To specifically target the deglycosylation of SLAMF7 and enhance the response of immunotherapeutic agents, the researchers developed an antibody-drug conjugate (ADC). They coupled the anti-SLAMF7 antibody with NGI-1, the glycosylation inhibitor, in the ADC. This approach aimed to deliver NGI-1 directly to SLAMF7-expressing breast cancer cells, promoting deglycosylation and enhancing antibody recognition. Consequently, the enhanced antibody recognition facilitated macrophage engulfment of breast cancer cells.

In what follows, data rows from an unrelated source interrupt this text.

//! Cache key derivation.
//!
//! Turns a structured query into a short, stable, field-order-independent
//! string identifier. Two structurally equal queries always produce the same
//! key across process runs; distinct queries collide only with the usual
//! rolling-hash probability, which is accepted for the query shapes a dev
//! server produces.

use std::collections::BTreeSet;

use serde::Serialize;
use serde_json::Value;
use thiserror::Error;

/// Canonical strings shorter than this are padded with trailing spaces
/// before folding, to avoid degenerate short-string hash behavior.
const MIN_CANONICAL_UNITS: usize = 13;

const BASE36_DIGITS: &[u8; 36] = b"0123456789abcdefghijklmnopqrstuvwxyz";

/// A query could not be serialized into a canonical form.
#[derive(Debug, Error)]
#[error("query is not representable as a cache key: {0}")]
pub struct KeyError(#[from] serde_json::Error);

/// Derive the cache key for a query.
///
/// The query is serialized to JSON with a canonical field ordering, folded
/// into a 64-bit rolling hash, and rendered in base-36.
pub fn query_key<T: Serialize>(query: &T) -> Result<String, KeyError> {
    let value = serde_json::to_value(query)?;
    let canonical = canonical_json(&value);
    Ok(to_base36(fold_canonical(&canonical)))
}

/// Render a JSON value with every object's fields emitted in one global
/// lexicographic key order.
///
/// Keys are collected from the whole structure and sorted once, rather than
/// per nesting level. Sibling objects with disjoint key sets therefore share
/// a single ordering. That is sound for the flat records brezza queries are,
/// but would not be a safe canonicalization for deeply heterogeneous nested
/// structures. Kept as-is: changing the scheme changes every derived key.
fn canonical_json(value: &Value) -> String {
    let mut keys = BTreeSet::new();
    collect_keys(value, &mut keys);
    let mut out = String::new();
    write_value(value, &keys, &mut out);
    out
}

fn collect_keys(value: &Value, keys: &mut BTreeSet<String>) {
    match value {
        Value::Object(map) => {
            for (key, nested) in map {
                keys.insert(key.clone());
                collect_keys(nested, keys);
            }
        }
        Value::Array(items) => {
            for item in items {
                collect_keys(item, keys);
            }
        }
        _ => {}
    }
}

fn write_value(value: &Value, order: &BTreeSet<String>, out: &mut String) {
    match value {
        Value::Object(map) => {
            out.push('{');
            let mut first = true;
            for key in order {
                let Some(nested) = map.get(key) else {
                    continue;
                };
                if !first {
                    out.push(',');
                }
                first = false;
                // Value::String rendering handles the key escaping.
                write_value(&Value::String(key.clone()), order, out);
                out.push(':');
                write_value(nested, order, out);
            }
            out.push('}');
        }
        Value::Array(items) => {
            out.push('[');
            for (index, item) in items.iter().enumerate() {
                if index > 0 {
                    out.push(',');
                }
                write_value(item, order, out);
            }
            out.push(']');
        }
        leaf => {
            // Leaves carry no field ordering; serde_json's rendering is
            // already deterministic for them.
            out.push_str(&leaf.to_string());
        }
    }
}

/// Fold the canonical string into 64 bits with `hash = hash * 31 + unit`
/// over UTF-16 code units, in wraparound arithmetic with no seed.
fn fold_canonical(text: &str) -> u64 {
    let mut hash: u64 = 0;
    let mut units = 0usize;
    for unit in text.encode_utf16() {
        hash = hash.wrapping_mul(31).wrapping_add(u64::from(unit));
        units += 1;
    }
    // padEnd-style normalization: trailing spaces up to the minimum length.
    while units < MIN_CANONICAL_UNITS {
        hash = hash.wrapping_mul(31).wrapping_add(u64::from(b' '));
        units += 1;
    }
    hash
}

fn to_base36(mut value: u64) -> String {
    if value == 0 {
        return "0".to_string();
    }
    // 64 bits never need more than 13 base-36 digits.
    let mut buf = [0u8; 13];
    let mut start = buf.len();
    while value > 0 {
        start -= 1;
        buf[start] = BASE36_DIGITS[(value % 36) as usize];
        value /= 36;
    }
    String::from_utf8_lossy(&buf[start..]).into_owned()
}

Overall, this study suggests that deglycosylation of SLAMF7 using an ADC approach could be a potential strategy to enhance the response of immunotherapeutic agents in breast cancer treatment. By reducing the shielding effect of N-linked glycans, the antibodies can better recognize SLAMF7-expressing tumor cells, leading to increased phagocytosis and potentially improving the effectiveness of immunotherapy.